I write code in C++ that need to be cross-platform. I need a uniform integer pseudo-random number generator to give the same results on different platforms (not cryptographic strength). As I understand from posts the existing std::uniform_int_distribution is implementation dependent.
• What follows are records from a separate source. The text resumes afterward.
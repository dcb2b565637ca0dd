//! LogSink - logs batch summary via tracing

use std::collections::BTreeSet;

use contracts::{ContractError, HeaderSet, ReplicationSink, TelemetryBatch};
use tracing::{info, instrument};

/// Sink that logs batch summaries for debugging
pub struct LogSink {
    name: String,
}

impl LogSink {
    /// Create a new LogSink with the given name
    pub fn new(name: impl Into<String>) -> Self {
        Self { name: name.into() }
    }

    /// Distinct values of the records' `name` field
    fn record_kinds(batch: &TelemetryBatch) -> Vec<&str> {
        batch
            .iter()
            .filter_map(|record| record.get("name").and_then(|v| v.as_str()))
            .collect::<BTreeSet<_>>()
            .into_iter()
            .collect()
    }

    fn log_batch_summary(&self, batch: &TelemetryBatch, headers: &HeaderSet) {
        info!(
            sink = %self.name,
            records = batch.len(),
            headers = headers.len(),
            kinds = ?Self::record_kinds(batch),
            "TelemetryBatch received"
        );
    }
}

impl ReplicationSink for LogSink {
    fn name(&self) -> &str {
        &self.name
    }

    #[instrument(
        name = "log_sink_replicate",
        skip(self, batch, headers),
        fields(sink = %self.name, records = batch.len())
    )]
    async fn replicate(
        &self,
        batch: &TelemetryBatch,
        headers: &HeaderSet,
    ) -> Result<(), ContractError> {
        self.log_batch_summary(batch, headers);
        Ok(())
    }
}
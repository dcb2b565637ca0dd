//! Relay error types

use thiserror::Error;

/// Errors surfaced by [`crate::TelemetryRelay`]
#[derive(Debug, Error)]
pub enum RelayError {
    // ===== Construction =====
    /// Invalid relay configuration (destination, sinks)
    #[error("relay configuration error: {0}")]
    Config(String),

    /// Sink set could not be built
    #[error(transparent)]
    Sinks(#[from] dispatcher::DispatcherError),

    // ===== Request validation =====
    /// Body or headers absent
    #[error("invalid argument: {0} is required")]
    InvalidArgument(&'static str),

    /// Content-Length absent, non-positive, unparsable or too large
    #[error("invalid Content-Length: {0}")]
    ContentLength(String),

    /// Body was empty after a valid Content-Length
    #[error("request body is empty (declared Content-Length {declared})")]
    EmptyBody { declared: u64 },

    /// Body could not be read
    #[error("failed to read request body: {0}")]
    BodyRead(#[source] std::io::Error),

    // ===== Canonical forward =====
    /// Transport failure or timeout reaching the destination
    #[error("destination '{uri}' unreachable: {source}")]
    Destination {
        uri: String,
        #[source]
        source: reqwest::Error,
    },
}

impl RelayError {
    /// Whether the caller sent a malformed request
    pub fn is_client_error(&self) -> bool {
        matches!(
            self,
            Self::InvalidArgument(_)
                | Self::ContentLength(_)
                | Self::EmptyBody { .. }
                | Self::BodyRead(_)
        )
    }

    /// Short label used for rejection metrics
    pub fn reason(&self) -> &'static str {
        match self {
            Self::Config(_) | Self::Sinks(_) => "config",
            Self::InvalidArgument(_) => "invalid_argument",
            Self::ContentLength(_) => "content_length",
            Self::EmptyBody { .. } => "empty_body",
            Self::BodyRead(_) => "body_read",
            Self::Destination { .. } => "destination",
        }
    }
}

pub type Result<T> = std::result::Result<T, RelayError>;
I was not able to find an existing integral numbers implementation, the closest I found was real numbers implementation: C++11 random number distributions are not consistent across platforms -- what alternatives are there?. So I wrote my own simple implementation:
template <typename T = int>
class SimpleIntDistribution
{
public:
typedef T result_type;
public:
SimpleIntDistribution(T a = {}, T b = {}) :
_a{ a }, _b{ b } {}
void reset() {}
template <class Gen>
T operator()(Gen& g)
{
using gen_res_type = typename Gen::result_type;
// number of elements in distribution range
gen_res_type distRange = static_cast<gen_res_type>(
_b - _a + static_cast<T>(1));
// normalized generator value
gen_res_type normGenValue = g() - g.min();
return _a + normGenValue % distRange;
}
T a() const { return _a; }
T b() const { return _b; }
protected:
T _a;
T _b;
};
class Rand_int
{
public:
Rand_int(int low, int high) : dist{ low, high } {}
int operator()() { return dist(re); }
void seed(int s) { re.seed(s); }
private:
// std::default_random_engine re;
std::mt19937 re;
// std::uniform_int_distribution<> dist;
SimpleIntDistribution<> dist;
};
int main()
{
Rand_int r{ -10, 10 };
r.seed(100);
for (size_t i = 0; i < 20; i++)
{
int val = r();
std::cout << val << ", ";
}
}
I would be happy to receive comments on this code to understand potential pitfalls. Another option, if anybody could point to a better simple implementation code (not existing heavy libraries like boost, etc.)